━━ Data for review ━━
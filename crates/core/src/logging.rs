//! Logging infrastructure for the adaptive RAG assistant.
//!
//! This module initializes the tracing subscriber for structured logging.
//! All logs are emitted to stderr to keep stdout clean for answers.

use tracing_subscriber::{fmt, layer::SubscriberExt, util::SubscriberInitExt, EnvFilter};

use crate::error::{AppError, AppResult};

/// Output encoding for log lines.
#[derive(Debug, Clone, Copy, PartialEq, Eq)]
pub enum LogFormat {
    /// Human-readable lines
    Text,
    /// One JSON object per event
    Json,
}

impl LogFormat {
    /// Parse a format name. Unknown names fall back to text.
    pub fn parse(name: &str) -> Self {
        match name.trim().to_ascii_lowercase().as_str() {
            "json" => LogFormat::Json,
            _ => LogFormat::Text,
        }
    }
}

/// Initialize the tracing subscriber with stderr output.
///
/// This sets up structured logging with:
/// - Output to stderr (stdout is reserved for data)
/// - Environment-based filtering (RUST_LOG or provided level)
/// - Text or JSON encoding
/// - Optional ANSI color control
///
/// # Example
/// ```no_run
/// use arag_core::logging::{init_logging, LogFormat};
///
/// init_logging(None, LogFormat::Text, false).expect("Failed to initialize logging");
/// ```
pub fn init_logging(log_level: Option<&str>, format: LogFormat, no_color: bool) -> AppResult<()> {
    let default_level = std::env::var("RUST_LOG").unwrap_or_else(|_| "info".to_string());
    let filter_str = log_level.unwrap_or(&default_level);

    let env_filter = EnvFilter::try_new(filter_str)
        .map_err(|e| AppError::Config(format!("Invalid log filter: {}", e)))?;

    let registry = tracing_subscriber::registry().with(env_filter);

    let result = match format {
        LogFormat::Json => registry
            .with(
                fmt::layer()
                    .json()
                    .with_writer(std::io::stderr)
                    .with_target(true)
                    .with_current_span(true),
            )
            .try_init(),
        LogFormat::Text => registry
            .with(
                fmt::layer()
                    .with_writer(std::io::stderr)
                    .with_target(true)
                    .with_level(true)
                    .with_ansi(!no_color && supports_color()),
            )
            .try_init(),
    };

    result.map_err(|e| AppError::Config(format!("Failed to init logging: {}", e)))
}

/// Check if the terminal supports color output.
fn supports_color() -> bool {
    std::env::var("NO_COLOR").is_err()
}

#[cfg(test)]
mod tests {
    use super::*;

    #[test]
    fn test_log_format_parse() {
        assert_eq!(LogFormat::parse("json"), LogFormat::Json);
        assert_eq!(LogFormat::parse(" JSON "), LogFormat::Json);
        assert_eq!(LogFormat::parse("text"), LogFormat::Text);
        assert_eq!(LogFormat::parse("pretty"), LogFormat::Text);
    }

    #[test]
    fn test_invalid_filter_is_config_error() {
        let result = init_logging(Some("arag=notalevel"), LogFormat::Text, true);
        assert!(matches!(result, Err(AppError::Config(_))));
    }
}
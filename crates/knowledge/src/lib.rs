//! Evidence sources for the adaptive RAG assistant.
//!
//! Provides the local-first Evidence Store (SQLite + embeddings), the
//! topic set that summarises it, document loading, and web search.

pub mod chunker;
pub mod config;
pub mod embeddings;
pub mod index;
pub mod ingest;
pub mod parser;
pub mod store;
pub mod topics;
pub mod types;
pub mod web;

// Re-export commonly used types
pub use config::StoreConfig;
pub use embeddings::{create_provider, EmbeddingProvider};
pub use ingest::{load_documents, LoadedDocuments};
pub use store::EvidenceStore;
pub use topics::{LlmTopicExtractor, TopicExtractor};
pub use types::{AddStats, Document, EvidenceChunk, IndexStats};
pub use web::{web_evidence, TavilySearcher, WebResult, WebSearcher};

use std::sync::Arc;

use arag_core::{AppConfig, AppResult};
use arag_llm::LlmClient;
use arag_prompt::PromptLibrary;

/// Open the workspace evidence store with its configured embedder and an
/// LLM-backed topic extractor.
pub async fn open_store(
    config: &AppConfig,
    llm: Arc<dyn LlmClient>,
    prompts: Arc<PromptLibrary>,
) -> AppResult<EvidenceStore> {
    let store_config = StoreConfig::from_app_config(config)?;
    let embedder = create_provider(&config.index, &config.endpoint)?;
    let extractor = LlmTopicExtractor::new(
        llm,
        prompts,
        config.rag_model.clone(),
        config.workflow.max_parse_attempts,
    );

    let store = EvidenceStore::open(store_config, embedder)
        .await?
        .with_topic_extractor(Arc::new(extractor));

    tracing::debug!("Opened {:?}", store);
    Ok(store)
}
//! Timeout and retry wrapper for LLM clients.
//!
//! Model calls are the dominant latency and failure source of a workflow
//! run. `RetryingClient` bounds each attempt with a timeout and retries
//! failed attempts with exponential backoff before giving up.

use std::sync::Arc;
use std::time::Duration;

use arag_core::{AppError, AppResult};
use tracing::{instrument, warn};

use crate::client::{LlmClient, LlmRequest, LlmResponse};

/// Default attempts per call
pub const DEFAULT_MAX_ATTEMPTS: u32 = 3;

/// Initial backoff duration in milliseconds
pub const INITIAL_BACKOFF_MS: u64 = 100;

/// Default per-attempt timeout in seconds
pub const DEFAULT_TIMEOUT_SECS: u64 = 60;

/// Retry policy applied by [`RetryingClient`].
#[derive(Debug, Clone, Copy, PartialEq, Eq)]
pub struct RetryPolicy {
    /// Total attempts, including the first one
    pub max_attempts: u32,
    /// Deadline for a single attempt
    pub timeout: Duration,
    /// Backoff before the second attempt; doubles afterwards
    pub initial_backoff: Duration,
}

impl Default for RetryPolicy {
    fn default() -> Self {
        Self {
            max_attempts: DEFAULT_MAX_ATTEMPTS,
            timeout: Duration::from_secs(DEFAULT_TIMEOUT_SECS),
            initial_backoff: Duration::from_millis(INITIAL_BACKOFF_MS),
        }
    }
}

impl RetryPolicy {
    /// Backoff to wait after the given (1-based) failed attempt.
    fn backoff_after(&self, attempt: u32) -> Duration {
        self.initial_backoff
            .saturating_mul(2_u32.saturating_pow(attempt.saturating_sub(1)))
    }
}

/// LLM client decorator adding per-call timeouts and retries.
pub struct RetryingClient {
    inner: Arc<dyn LlmClient>,
    policy: RetryPolicy,
}

impl RetryingClient {
    /// Wrap a client with the given policy.
    pub fn new(inner: Arc<dyn LlmClient>, policy: RetryPolicy) -> Self {
        Self { inner, policy }
    }

    async fn attempt(&self, request: &LlmRequest) -> AppResult<LlmResponse> {
        match tokio::time::timeout(self.policy.timeout, self.inner.complete(request)).await {
            Ok(result) => result,
            Err(_) => Err(AppError::Llm(format!(
                "Request to {} timed out after {:?}",
                self.inner.provider_name(),
                self.policy.timeout
            ))),
        }
    }
}

#[async_trait::async_trait]
impl LlmClient for RetryingClient {
    fn provider_name(&self) -> &str {
        self.inner.provider_name()
    }

    #[instrument(skip(self, request), fields(model = %request.model))]
    async fn complete(&self, request: &LlmRequest) -> AppResult<LlmResponse> {
        let attempts = self.policy.max_attempts.max(1);
        let mut attempt = 0;

        loop {
            attempt += 1;
            match self.attempt(request).await {
                Ok(response) => return Ok(response),
                Err(e) if attempt < attempts => {
                    let backoff = self.policy.backoff_after(attempt);
                    warn!(
                        "Completion failed (attempt {}/{}), retrying in {:?}: {}",
                        attempt, attempts, backoff, e
                    );
                    tokio::time::sleep(backoff).await;
                }
                Err(e) => return Err(e),
            }
        }
    }
}

#[cfg(test)]
mod tests {
    use super::*;
    use std::sync::atomic::{AtomicU32, Ordering};

    /// Fails a fixed number of times before answering.
    struct FlakyClient {
        failures: u32,
        calls: AtomicU32,
    }

    #[async_trait::async_trait]
    impl LlmClient for FlakyClient {
        fn provider_name(&self) -> &str {
            "flaky"
        }

        async fn complete(&self, request: &LlmRequest) -> AppResult<LlmResponse> {
            let call = self.calls.fetch_add(1, Ordering::SeqCst) + 1;
            if call <= self.failures {
                return Err(AppError::Llm("connection reset".to_string()));
            }
            Ok(LlmResponse::text("ok", request.model.clone()))
        }
    }

    /// Never answers within any reasonable deadline.
    struct SlowClient {
        calls: AtomicU32,
    }

    #[async_trait::async_trait]
    impl LlmClient for SlowClient {
        fn provider_name(&self) -> &str {
            "slow"
        }

        async fn complete(&self, request: &LlmRequest) -> AppResult<LlmResponse> {
            self.calls.fetch_add(1, Ordering::SeqCst);
            tokio::time::sleep(Duration::from_secs(5)).await;
            Ok(LlmResponse::text("late", request.model.clone()))
        }
    }

    fn fast_policy(max_attempts: u32) -> RetryPolicy {
        RetryPolicy {
            max_attempts,
            timeout: Duration::from_millis(50),
            initial_backoff: Duration::from_millis(1),
        }
    }

    #[tokio::test]
    async fn test_retries_until_success() {
        let inner = Arc::new(FlakyClient {
            failures: 2,
            calls: AtomicU32::new(0),
        });
        let client = RetryingClient::new(inner.clone(), fast_policy(3));

        let response = client
            .complete(&LlmRequest::new("hi", "mistral"))
            .await
            .unwrap();

        assert_eq!(response.content, "ok");
        assert_eq!(inner.calls.load(Ordering::SeqCst), 3);
    }

    #[tokio::test]
    async fn test_gives_up_after_max_attempts() {
        let inner = Arc::new(FlakyClient {
            failures: 10,
            calls: AtomicU32::new(0),
        });
        let client = RetryingClient::new(inner.clone(), fast_policy(2));

        let result = client.complete(&LlmRequest::new("hi", "mistral")).await;

        assert!(matches!(result, Err(AppError::Llm(_))));
        assert_eq!(inner.calls.load(Ordering::SeqCst), 2);
    }

    #[tokio::test]
    async fn test_timeout_counts_as_failure() {
        let inner = Arc::new(SlowClient {
            calls: AtomicU32::new(0),
        });
        let client = RetryingClient::new(inner.clone(), fast_policy(2));

        let result = client.complete(&LlmRequest::new("hi", "mistral")).await;

        match result {
            Err(AppError::Llm(msg)) => assert!(msg.contains("timed out")),
            other => panic!("expected timeout error, got {:?}", other.map(|r| r.content)),
        }
        assert_eq!(inner.calls.load(Ordering::SeqCst), 2);
    }

    #[test]
    fn test_backoff_doubles() {
        let policy = RetryPolicy {
            initial_backoff: Duration::from_millis(100),
            ..RetryPolicy::default()
        };
        assert_eq!(policy.backoff_after(1), Duration::from_millis(100));
        assert_eq!(policy.backoff_after(2), Duration::from_millis(200));
        assert_eq!(policy.backoff_after(3), Duration::from_millis(400));
    }
}
//! Adaptive RAG Core Library
//!
//! This crate provides the foundational utilities for the adaptive RAG assistant:
//! - Error handling (`AppError`, `AppResult`)
//! - Logging infrastructure
//! - Configuration management

pub mod config;
pub mod error;
pub mod logging;

// Re-export commonly used types
pub use config::{AppConfig, IndexSettings, WebSearchSettings, WorkflowSettings};
pub use error::{AppError, AppResult};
━━━
| Aim of the exercise |
For this exercise, please output exactly the lines above starting at the line with "before giving up." and ending at the line with "the given policy.", ends included.

| Task result |
//! failed attempts with exponential backoff before giving up.

use std::sync::Arc;
use std::time::Duration;

use arag_core::{AppError, AppResult};
use tracing::{instrument, warn};

use crate::client::{LlmClient, LlmRequest, LlmResponse};

/// Default attempts per call
pub const DEFAULT_MAX_ATTEMPTS: u32 = 3;

/// Initial backoff duration in milliseconds
pub const INITIAL_BACKOFF_MS: u64 = 100;

/// Default per-attempt timeout in seconds
pub const DEFAULT_TIMEOUT_SECS: u64 = 60;

/// Retry policy applied by [`RetryingClient`].
#[derive(Debug, Clone, Copy, PartialEq, Eq)]
pub struct RetryPolicy {
    /// Total attempts, including the first one
    pub max_attempts: u32,
    /// Deadline for a single attempt
    pub timeout: Duration,
    /// Backoff before the second attempt; doubles afterwards
    pub initial_backoff: Duration,
}

impl Default for RetryPolicy {
    fn default() -> Self {
        Self {
            max_attempts: DEFAULT_MAX_ATTEMPTS,
            timeout: Duration::from_secs(DEFAULT_TIMEOUT_SECS),
            initial_backoff: Duration::from_millis(INITIAL_BACKOFF_MS),
        }
    }
}

impl RetryPolicy {
    /// Backoff to wait after the given (1-based) failed attempt.
    fn backoff_after(&self, attempt: u32) -> Duration {
        self.initial_backoff
            .saturating_mul(2_u32.saturating_pow(attempt.saturating_sub(1)))
    }
}

/// LLM client decorator adding per-call timeouts and retries.
pub struct RetryingClient {
    inner: Arc<dyn LlmClient>,
    policy: RetryPolicy,
}

impl RetryingClient {
    /// Wrap a client with the given policy.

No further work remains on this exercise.